New York Post July 11, 1999 • Edward Lauer's little boy is long buried, his wife remarried, his happiness a distant memory.
He can never get them back. But the bumbling government that ruined his life can be made to pay.
Last week, a state appeals court ruled that the 51-year-old subway motorman from Queens has the right to sue the city for hounding him as the main suspect in his son's death – hounding him for almost two years after police should have been told the boy had died of natural causes.
His $60 million suit will go forward. But money cannot make up for what happened to him.
Lauer and his wife, Lisa, brought their 3-year-old son, Andrew, to St. John's Queens Hospital on Aug. 6, 1993, because the boy was suffering from dry heaves and nausea.
The doctors decided the boy was going to be fine and sent him home, Edward Lauer said in a court petition filed with his suit.
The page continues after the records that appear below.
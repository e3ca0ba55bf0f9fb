// Wordstrand – A spangram word-search puzzle maker
// Copyright (C) 2025  Neil Roberts
//
// This program is free software: you can redistribute it and/or modify
// it under the terms of the GNU General Public License as published by
// the Free Software Foundation, either version 3 of the License, or
// (at your option) any later version.
//
// This program is distributed in the hope that it will be useful,
// but WITHOUT ANY WARRANTY; without even the implied warranty of
// MERCHANTABILITY or FITNESS FOR A PARTICULAR PURPOSE.  See the
// GNU General Public License for more details.
//
// You should have received a copy of the GNU General Public License
// along with this program.  If not, see <http://www.gnu.org/licenses/>.

use std::collections::{BTreeSet, HashSet};
use super::selection::Judgement;

pub const MIN_HINT_WORD_LENGTH: usize = 4;
pub const WORDS_PER_HINT: usize = 3;

/// Anything that can say whether a word is real
pub trait WordList {
    fn contains(&self, word: &str) -> bool;
}

impl WordList for HashSet<String> {
    fn contains(&self, word: &str) -> bool {
        HashSet::contains(self, word)
    }
}

impl WordList for BTreeSet<String> {
    fn contains(&self, word: &str) -> bool {
        BTreeSet::contains(self, word)
    }
}

#[derive(Clone, Copy, Debug, PartialEq, Eq)]
pub enum HintEvent {
    /// The word was counted towards the next hint
    Counted,
    /// The word was counted and completed a hint
    Earned,
    /// Too short, not a word, or already found
    Ignored,
}

/// Keeps track of which words the player has found and how many hints
/// they have earned by finding words that aren’t part of the puzzle.
#[derive(Clone, Debug)]
pub struct HintTracker {
    found_theme_words: Vec<bool>,
    // Theme words that a hint has already pointed at
    revealed_theme_words: Vec<bool>,
    found_spangram: bool,
    other_words: HashSet<String>,
    hints_earned: usize,
    hints_used: usize,
}

impl HintTracker {
    pub fn new(n_theme_words: usize) -> HintTracker {
        HintTracker {
            found_theme_words: vec![false; n_theme_words],
            revealed_theme_words: vec![false; n_theme_words],
            found_spangram: false,
            other_words: HashSet::new(),
            hints_earned: 0,
            hints_used: 0,
        }
    }

    pub fn record<W: WordList + ?Sized>(
        &mut self,
        judgement: &Judgement,
        dictionary: &W,
    ) -> HintEvent {
        match judgement {
            Judgement::Spangram => {
                self.found_spangram = true;
                HintEvent::Ignored
            },
            Judgement::ThemeWord(index) => {
                if let Some(found) = self.found_theme_words.get_mut(*index) {
                    *found = true;
                }
                HintEvent::Ignored
            },
            Judgement::Other(word) => self.record_other_word(word, dictionary),
        }
    }

    fn record_other_word<W: WordList + ?Sized>(
        &mut self,
        word: &str,
        dictionary: &W,
    ) -> HintEvent {
        if word.chars().count() < MIN_HINT_WORD_LENGTH
            || self.other_words.contains(word)
            || !dictionary.contains(word)
        {
            return HintEvent::Ignored;
        }

        self.other_words.insert(word.to_string());

        if self.other_words.len() % WORDS_PER_HINT == 0 {
            self.hints_earned += 1;
            HintEvent::Earned
        } else {
            HintEvent::Counted
        }
    }

    pub fn hints_available(&self) -> usize {
        self.hints_earned - self.hints_used
    }

    /// How many more words are needed for the next hint
    pub fn words_until_next_hint(&self) -> usize {
        WORDS_PER_HINT - self.other_words.len() % WORDS_PER_HINT
    }

    pub fn is_complete(&self) -> bool {
        self.found_spangram && self.found_theme_words.iter().all(|&f| f)
    }

    pub fn is_revealed(&self, index: usize) -> bool {
        self.revealed_theme_words.get(index).copied().unwrap_or(false)
    }

    /// Spends a hint on the first theme word that hasn’t been found or
    /// revealed yet. Returns its index, or None if there are no hints
    /// left or nothing left to reveal.
    pub fn use_hint(&mut self) -> Option<usize> {
        if self.hints_available() == 0 {
            return None;
        }

        let index = self.found_theme_words
            .iter()
            .zip(self.revealed_theme_words.iter())
            .position(|(&found, &revealed)| !found && !revealed)?;

        self.revealed_theme_words[index] = true;
        self.hints_used += 1;

        Some(index)
    }
}

#[cfg(test)]
mod test {
    use super::*;

    fn dictionary() -> HashSet<String> {
        ["SAND", "SANDS", "DUNE", "DUNES", "TIDE", "TIDES", "SUN"]
            .into_iter()
            .map(str::to_string)
            .collect()
    }

    fn other(word: &str) -> Judgement {
        Judgement::Other(word.to_string())
    }

    #[test]
    fn earning() {
        let dictionary = dictionary();
        let mut tracker = HintTracker::new(2);

        assert_eq!(tracker.words_until_next_hint(), 3);
        assert_eq!(tracker.record(&other("DUNE"), &dictionary), HintEvent::Counted);
        // Already found
        assert_eq!(tracker.record(&other("DUNE"), &dictionary), HintEvent::Ignored);
        // Too short
        assert_eq!(tracker.record(&other("SUN"), &dictionary), HintEvent::Ignored);
        // Not a word
        assert_eq!(tracker.record(&other("ZZZZ"), &dictionary), HintEvent::Ignored);
        assert_eq!(tracker.record(&other("TIDE"), &dictionary), HintEvent::Counted);
        assert_eq!(tracker.words_until_next_hint(), 1);
        assert_eq!(tracker.hints_available(), 0);
        assert_eq!(tracker.record(&other("DUNES"), &dictionary), HintEvent::Earned);
        assert_eq!(tracker.hints_available(), 1);
        assert_eq!(tracker.words_until_next_hint(), 3);
    }

    #[test]
    fn using() {
        let dictionary = dictionary().into_iter().collect::<BTreeSet<_>>();
        let mut tracker = HintTracker::new(3);

        assert_eq!(tracker.use_hint(), None);

        for word in ["DUNE", "DUNES", "TIDE", "SAND", "SANDS"] {
            tracker.record(&other(word), &dictionary);
        }

        assert_eq!(tracker.hints_available(), 1);

        tracker.record(&Judgement::ThemeWord(0), &dictionary);

        assert_eq!(tracker.use_hint(), Some(1));
        assert_eq!(tracker.hints_available(), 0);
        assert_eq!(tracker.use_hint(), None);
    }

    #[test]
    fn hints_move_on() {
        let dictionary = dictionary();
        let mut tracker = HintTracker::new(3);

        for word in ["DUNE", "DUNES", "TIDE", "TIDES", "SAND", "SANDS"] {
            tracker.record(&other(word), &dictionary);
        }

        assert_eq!(tracker.hints_available(), 2);

        // The first hint is still unfound but the second one points
        // at a different word
        assert_eq!(tracker.use_hint(), Some(0));
        assert!(tracker.is_revealed(0));
        assert!(!tracker.is_revealed(1));
        assert_eq!(tracker.use_hint(), Some(1));
        assert_eq!(tracker.hints_available(), 0);

        assert!(!tracker.is_revealed(7));
    }

    #[test]
    fn nothing_left_to_reveal() {
        let dictionary = dictionary();
        let mut tracker = HintTracker::new(1);

        for word in ["DUNE", "DUNES", "TIDE", "TIDES", "SAND", "SANDS"] {
            tracker.record(&other(word), &dictionary);
        }

        assert_eq!(tracker.use_hint(), Some(0));
        // The only word is already revealed so the hint isn’t spent
        assert_eq!(tracker.use_hint(), None);
        assert_eq!(tracker.hints_available(), 1);
    }

    #[test]
    fn complete() {
        let dictionary = dictionary();
        let mut tracker = HintTracker::new(2);

        tracker.record(&Judgement::ThemeWord(1), &dictionary);
        tracker.record(&Judgement::ThemeWord(0), &dictionary);
        assert!(!tracker.is_complete());

        tracker.record(&Judgement::Spangram, &dictionary);
        assert!(tracker.is_complete());
    }
}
“The following day, Aug. 7, 1993, my wife and I awoke to find little Andrew in my bedroom unresponsive,” Lauer said.
“To our horror, our only son, Andrew James Lauer, had died.”
The medical examiner performed an autopsy the next day and issued a death certificate listing as the immediate cause of death “blunt injuries of neck and brain” – homicide.
The police were notified. They spent 12 hours interrogating Edward Lauer while he grieved over his lost child. They went to his son's funeral.
“Detectives … obviously attempting to force loved ones to turn against me, appeared at the funeral home and stood at my son's bier informing members of my family and friends that I had murdered my little boy,” Lauer said.
His hell deepened
People in his Maspeth neighborhood shouted at him, spat at him, and called him a baby-killer, said Lauer's lawyer, Peter Johnson Jr., of the firm Leahey and Johnson.
Lisa Lauer, relentlessly peppered by cops for more information about her husband, began believing the worst.
Their marriage, strained by finding Andrew's lifeless little body in their bedroom, finally broke. They divorced.
Both moved away. Edward was still a suspect.
No one told him or the cops that a month after Andrew Lauer's death in 1993 Medical Examiner Dr. Eddy Lilavois performed a more thorough autopsy and determined that Andrew had died of a brain aneurysm.
“Manner of Death: Natural,” reads the conclusion of Lilavois' amended report.
It wasn't until the spring of 1995 that the medical examiner's office admitted it had made a horrible mistake. Lilavois resigned.
When the police found out there was no homicide, the investigation was halted – but the damage had already been done.
Edward Lauer decided to sue the city.
The city argued that it was not liable for the mistake, that the government cannot be sued for failing to perform a function that is discretionary.
The same law holds that a crime victim does not have the right to sue the city for not stationing enough cops on the corner where the crime occurred.
“This is a very tragic set of circumstances that the city deeply regrets,” city lawyer Julian Kalkstein said. “But the city believes that the law does not provide Mr. Lauer a remedy.”
In a 3-2 decision published last week, judges in the state Appellate Division disagreed, ruling that Lauer can pursue his case against the city, a decision that Kalkstein says the city may appeal.
Johnson said that if the city doesn't reach an out-of-court settlement with Lauer for the emotional distress he suffered, it could be three years before the case is decided.
Lisa, now 32, has remarried. She lives in New Jersey with her new husband. And the new baby boy she gave birth to a year ago.